山歩日記「黒姫山」4/4
帰りの尾根道から振り返る山頂→。
黒姫という名は何となく「夜の女王」とか「魔性の女」といった暗くて魅惑的な感じがしますが、幾つかの伝説ではそういった女性ではなく、このあたりを支配した領主の姫の名前ということです。
 
そのひとつは──
領主が野外に花見に出かけたところ、連れていた黒姫が、竜とか大蛇とかの精に見そめられ、領主に要求を断られた竜が領地に災害を起こそうとするので、姫は自分から竜のもとへ嫁入りした。

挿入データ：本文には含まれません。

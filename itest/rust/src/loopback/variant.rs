/*
 * Copyright (c) godot-rust; Bromeon and contributors.
 * This Source Code Form is subject to the terms of the Mozilla Public
 * License, v. 2.0. If a copy of the MPL was not distributed with this
 * file, You can obtain one at https://mozilla.org/MPL/2.0/.
 */

//! Variant storage and the per-type converters.

use std::ffi::c_void;

use gdbridge::builtin::{Color, Variant, Vector2, Vector2i, Vector3, Vector3i};
use gdbridge::sys::{self, GodotFfi, VariantType};

use super::builtins::{self as b, construct_copy, construct_default, destroy};
use super::objects;
use super::state::{engine, header_id, native_allocated, native_freed, REF_COUNTED_BIT};

/// Engine-side layout of a variant: a type tag and 16 bytes of payload.
///
/// | tag                         | payload                                  |
/// |-----------------------------|------------------------------------------|
/// | bool, int, float            | inline in `data[0]`                      |
/// | string, string name         | string handle                            |
/// | vectors, color              | pointer to boxed bytes                   |
/// | object                      | object pointer, instance ID              |
/// | array, dictionary, packed   | container handle                         |
#[repr(C)]
#[derive(Copy, Clone, Debug)]
pub(super) struct VariantCell {
    pub tag: u32,
    _pad: u32,
    pub data: [u64; 2],
}

sys::static_assert_eq_size!(VariantCell, sys::types::OpaqueVariant);

/// A variant with type tag `tag` and empty payload, as an engine with more variant types than the bridge would store.
pub fn variant_with_raw_type(tag: u32) -> Variant {
    let mut cell = VariantCell {
        tag,
        _pad: 0,
        data: [0, 0],
    };

    // SAFETY: the cell is fully initialized and has the engine's variant layout; the variant takes it over.
    unsafe { Variant::from_sys(std::ptr::addr_of_mut!(cell).cast()) }
}

impl VariantCell {
    pub const NIL: Self = Self::new(VariantType::Nil, [0, 0]);

    pub const fn new(ty: VariantType, data: [u64; 2]) -> Self {
        Self {
            tag: ty as u32,
            _pad: 0,
            data,
        }
    }

    pub fn ty(&self) -> VariantType {
        VariantType::from_sys(self.tag).unwrap_or(VariantType::Nil)
    }

    fn handle(&self) -> usize {
        self.data[0] as usize
    }

    fn with_handle(ty: VariantType, handle: usize) -> Self {
        Self::new(ty, [handle as u64, 0])
    }

    fn object(ptr: usize) -> Self {
        // SAFETY: object pointers are never freed.
        let id = unsafe { header_id(ptr as *const c_void) }.unwrap_or(0);
        Self::new(VariantType::Object, [ptr as u64, id])
    }

    fn object_id(&self) -> u64 {
        self.data[1]
    }
}

// ----------------------------------------------------------------------------------------------------------------------------------------------
// Plain values: vectors and colors

fn new_plain(bytes: Vec<u8>) -> usize {
    native_allocated();
    Box::into_raw(Box::new(bytes)) as usize
}

unsafe fn plain_ref<'a>(handle: usize) -> &'a Vec<u8> {
    &*(handle as *const Vec<u8>)
}

unsafe fn free_plain(handle: usize) {
    native_freed();
    drop(Box::from_raw(handle as *mut Vec<u8>));
}

unsafe fn read_plain<T: Copy>(handle: usize) -> T {
    std::ptr::read_unaligned(plain_ref(handle).as_ptr().cast::<T>())
}

fn is_plain(ty: VariantType) -> bool {
    matches!(
        ty,
        VariantType::Vector2 | VariantType::Vector2i | VariantType::Vector3 | VariantType::Vector3i | VariantType::Color
    )
}

// ----------------------------------------------------------------------------------------------------------------------------------------------
// Cell operations

/// Copies a variant. Containers are shared, objects gain a reference if they are ref-counted.
pub(super) unsafe fn copy_cell(cell: &VariantCell) -> VariantCell {
    let ty = cell.ty();
    match ty {
        VariantType::Nil | VariantType::Bool | VariantType::Int | VariantType::Float => *cell,
        VariantType::Object => {
            objects::add_reference(cell.object_id());
            *cell
        }
        ty if is_plain(ty) => VariantCell::with_handle(ty, new_plain(plain_ref(cell.handle()).clone())),
        ty => VariantCell::with_handle(ty, b::copy_handle(ty, cell.handle())),
    }
}

/// Destroys a variant. May destroy an object whose last reference it held.
pub(super) unsafe fn destroy_cell(cell: VariantCell) {
    let ty = cell.ty();
    match ty {
        VariantType::Nil | VariantType::Bool | VariantType::Int | VariantType::Float => {}
        VariantType::Object => objects::drop_reference(cell.object_id()),
        ty if is_plain(ty) => free_plain(cell.handle()),
        ty => b::release_handle(ty, cell.handle()),
    }
}

/// Like [`copy_cell`], but containers are copied recursively instead of shared.
pub(super) unsafe fn deep_copy_cell(cell: &VariantCell) -> VariantCell {
    match cell.ty() {
        VariantType::Array => {
            let items = b::duplicate_array_items(cell.handle(), true);
            VariantCell::with_handle(VariantType::Array, b::new_array(items))
        }
        VariantType::Dictionary => {
            let entries = b::duplicate_dictionary_entries(cell.handle(), true);
            VariantCell::with_handle(VariantType::Dictionary, b::new_dictionary(entries))
        }
        _ => copy_cell(cell),
    }
}

/// Content equality. Objects compare by instance ID, int and float never compare equal.
pub(super) unsafe fn cells_equal(lhs: &VariantCell, rhs: &VariantCell) -> bool {
    if lhs.tag != rhs.tag {
        return false;
    }

    match lhs.ty() {
        VariantType::Nil => true,
        VariantType::Bool | VariantType::Int => lhs.data[0] == rhs.data[0],
        VariantType::Float => f64::from_bits(lhs.data[0]) == f64::from_bits(rhs.data[0]),
        VariantType::Object => lhs.object_id() == rhs.object_id(),
        ty if is_plain(ty) => plain_ref(lhs.handle()) == plain_ref(rhs.handle()),
        ty => b::handles_equal(ty, lhs.handle(), rhs.handle()),
    }
}

// ----------------------------------------------------------------------------------------------------------------------------------------------
// Stringification

/// Formats floats like the engine: whole numbers keep a trailing `.0`.
pub(super) fn format_float(value: f64) -> String {
    if value.is_finite() && value.fract() == 0.0 {
        format!("{value:.1}")
    } else {
        format!("{value}")
    }
}

pub(super) unsafe fn stringify_cell(cell: &VariantCell) -> String {
    stringify_in(cell, &mut Vec::new())
}

/// `open` holds the containers currently being printed; a container inside itself prints as `[...]` or `{...}`.
unsafe fn stringify_in(cell: &VariantCell, open: &mut Vec<usize>) -> String {
    match cell.ty() {
        VariantType::Nil => "<null>".to_string(),
        VariantType::Bool => (cell.data[0] != 0).to_string(),
        VariantType::Int => (cell.data[0] as i64).to_string(),
        VariantType::Float => format_float(f64::from_bits(cell.data[0])),
        VariantType::String | VariantType::StringName => b::string_ref(cell.handle()).clone(),
        VariantType::Vector2 => read_plain::<Vector2>(cell.handle()).to_string(),
        VariantType::Vector2i => read_plain::<Vector2i>(cell.handle()).to_string(),
        VariantType::Vector3 => read_plain::<Vector3>(cell.handle()).to_string(),
        VariantType::Vector3i => read_plain::<Vector3i>(cell.handle()).to_string(),
        VariantType::Color => read_plain::<Color>(cell.handle()).to_string(),
        VariantType::Object => stringify_object(cell),
        VariantType::Array => {
            if open.contains(&cell.handle()) {
                return "[...]".to_string();
            }

            let items = b::array_ref(cell.handle()).items.clone();
            open.push(cell.handle());
            let parts = items.iter().map(|item| stringify_nested(item, open)).collect::<Vec<_>>();
            open.pop();
            format!("[{}]", parts.join(", "))
        }
        VariantType::Dictionary => {
            if open.contains(&cell.handle()) {
                return "{...}".to_string();
            }

            let entries: Vec<(VariantCell, VariantCell)> =
                b::dictionary_ref(cell.handle()).entries.iter().map(|entry| **entry).collect();
            if entries.is_empty() {
                return "{}".to_string();
            }

            open.push(cell.handle());
            let parts = entries
                .iter()
                .map(|(key, value)| format!("{}: {}", stringify_nested(key, open), stringify_nested(value, open)))
                .collect::<Vec<_>>();
            open.pop();
            format!("{{ {} }}", parts.join(", "))
        }
        _ => {
            let parts = b::packed_ref(cell.handle()).element_strings();
            format!("[{}]", parts.join(", "))
        }
    }
}

/// Strings inside containers are quoted.
unsafe fn stringify_nested(cell: &VariantCell, open: &mut Vec<usize>) -> String {
    match cell.ty() {
        VariantType::String => format!("{:?}", b::string_ref(cell.handle())),
        VariantType::StringName => format!("&{:?}", b::string_ref(cell.handle())),
        _ => stringify_in(cell, open),
    }
}

fn stringify_object(cell: &VariantCell) -> String {
    if cell.data[0] == 0 {
        return "<Object#null>".to_string();
    }

    let engine = engine();
    match engine.objects.get(&cell.object_id()) {
        Some(state) => format!("<{}#{}>", state.class_name(), cell.object_id() & !REF_COUNTED_BIT),
        None => "<Freed Object>".to_string(),
    }
}

// ----------------------------------------------------------------------------------------------------------------------------------------------
// Interface functions

pub(super) unsafe extern "C" fn variant_new_copy(
    dst: sys::GDExtensionUninitializedVariantPtr,
    src: sys::GDExtensionConstVariantPtr,
) {
    let copy = copy_cell(&*src.cast::<VariantCell>());
    std::ptr::write(dst.cast::<VariantCell>(), copy);
}

pub(super) unsafe extern "C" fn variant_new_nil(dst: sys::GDExtensionUninitializedVariantPtr) {
    std::ptr::write(dst.cast::<VariantCell>(), VariantCell::NIL);
}

pub(super) unsafe extern "C" fn variant_destroy(variant: sys::GDExtensionVariantPtr) {
    let cell = std::ptr::replace(variant.cast::<VariantCell>(), VariantCell::NIL);
    destroy_cell(cell);
}

pub(super) unsafe extern "C" fn variant_get_type(variant: sys::GDExtensionConstVariantPtr) -> sys::GDExtensionVariantType {
    (*variant.cast::<VariantCell>()).tag
}

pub(super) unsafe extern "C" fn variant_stringify(
    variant: sys::GDExtensionConstVariantPtr,
    dst: sys::GDExtensionUninitializedStringPtr,
) {
    let text = stringify_cell(&*variant.cast::<VariantCell>());
    b::write_handle(dst, VariantType::String, b::new_string(text));
}

/// Builds a variant from a value of type `T`. The value stays owned by the caller.
unsafe extern "C" fn from_type<const T: u32>(dst: sys::GDExtensionUninitializedVariantPtr, src: sys::GDExtensionTypePtr) {
    let Some(ty) = VariantType::from_sys(T) else { return };

    let cell = match ty {
        VariantType::Nil => VariantCell::NIL,
        VariantType::Bool => VariantCell::new(ty, [u64::from(*src.cast::<u8>() != 0), 0]),
        VariantType::Int | VariantType::Float => VariantCell::new(ty, [*src.cast::<u64>(), 0]),
        VariantType::Object => {
            let ptr = *src.cast::<usize>();
            let cell = VariantCell::object(ptr);
            if ptr != 0 {
                objects::add_reference(cell.object_id());
            }
            cell
        }
        ty if is_plain(ty) => {
            let bytes = std::slice::from_raw_parts(src.cast::<u8>(), ty.ptrcall_size()).to_vec();
            VariantCell::with_handle(ty, new_plain(bytes))
        }
        ty => VariantCell::with_handle(ty, b::copy_handle(ty, b::read_handle(src))),
    };

    std::ptr::write(dst.cast::<VariantCell>(), cell);
}

/// Writes a fresh value of type `T` from a variant of that type. Objects are written as plain pointers, without a reference.
unsafe extern "C" fn to_type<const T: u32>(dst: sys::GDExtensionUninitializedTypePtr, src: sys::GDExtensionVariantPtr) {
    let Some(ty) = VariantType::from_sys(T) else { return };
    let cell = &*src.cast::<VariantCell>();

    match ty {
        VariantType::Nil => {}
        VariantType::Bool => *dst.cast::<u8>() = u8::from(cell.data[0] != 0),
        VariantType::Int | VariantType::Float => *dst.cast::<u64>() = cell.data[0],
        VariantType::Object => *dst.cast::<usize>() = cell.handle(),
        ty if is_plain(ty) => {
            let bytes = plain_ref(cell.handle());
            std::ptr::copy_nonoverlapping(bytes.as_ptr(), dst.cast::<u8>(), bytes.len());
        }
        ty => b::write_handle(dst, ty, b::copy_handle(ty, cell.handle())),
    }
}

/// Maps a runtime type number to the instantiation of a function generic over the type number.
macro_rules! select_by_type {
    ($ty:expr, $func:ident as $Fn:ty) => {
        select_by_type!(@arms $ty, $func as $Fn;
            Nil Bool Int Float String Vector2 Vector2i Vector3 Vector3i Color StringName Object Dictionary Array
            PackedByteArray PackedInt32Array PackedInt64Array PackedFloat32Array PackedFloat64Array PackedStringArray)
    };
    (@arms $ty:expr, $func:ident as $Fn:ty; $($Variant:ident)*) => {
        match VariantType::from_sys($ty) {
            $( Some(VariantType::$Variant) => Some($func::<{ VariantType::$Variant as u32 }> as $Fn), )*
            None => None,
        }
    };
}

pub(super) unsafe extern "C" fn get_variant_from_type_constructor(
    ty: sys::GDExtensionVariantType,
) -> sys::GDExtensionVariantFromTypeConstructorFunc {
    select_by_type!(ty, from_type as sys::VariantFromType)
}

pub(super) unsafe extern "C" fn get_variant_to_type_constructor(
    ty: sys::GDExtensionVariantType,
) -> sys::GDExtensionTypeFromVariantConstructorFunc {
    select_by_type!(ty, to_type as sys::TypeFromVariant)
}

/// Constructors: 0 default, 1 copy, 2 conversion between `String` and `StringName`.
pub(super) unsafe extern "C" fn variant_get_ptr_constructor(
    ty: sys::GDExtensionVariantType,
    index: i32,
) -> sys::GDExtensionPtrConstructor {
    let variant_type = VariantType::from_sys(ty)?;
    if !variant_type.has_native_storage() {
        return None;
    }

    match (index, variant_type) {
        (0, _) => select_by_type!(ty, construct_default as sys::PtrConstructor),
        (1, _) => select_by_type!(ty, construct_copy as sys::PtrConstructor),
        (2, VariantType::String) => Some(b::string_from_string_name as sys::PtrConstructor),
        (2, VariantType::StringName) => Some(b::string_name_from_string as sys::PtrConstructor),
        _ => None,
    }
}

pub(super) unsafe extern "C" fn variant_get_ptr_destructor(ty: sys::GDExtensionVariantType) -> sys::GDExtensionPtrDestructor {
    let variant_type = VariantType::from_sys(ty)?;
    if !variant_type.has_native_storage() {
        return None;
    }

    select_by_type!(ty, destroy as sys::PtrDestructor)
}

その後、ふたりはいくつかの池のある山の頂に住み、その山は黒姫山という名となった。
──といったものです。
←西隣の高妻山(たかつまやま)。
 
頂上の長いひとつの山のように見えますが、左はしが高妻山で、右はしが乙妻山(おとつまやま)ということになっているようです。
高妻山の南隣、戸隠山(とがくしやま)→。
ソバと忍術で有名です。
 
↓帰りにまわった古池。
説明板に依れば、流出口のない池で、昔から干ばつの時はこの池の水を汲んで戸隠神社に雨乞いの祈願をすると必ず雨が降ったのだとか。
 
池の隣に五月中旬ころミズバショウの花が咲くという湿地があります。
黒姫山頂からこの池が見えたので、雲が掛かっている中央の高みが山頂のようです。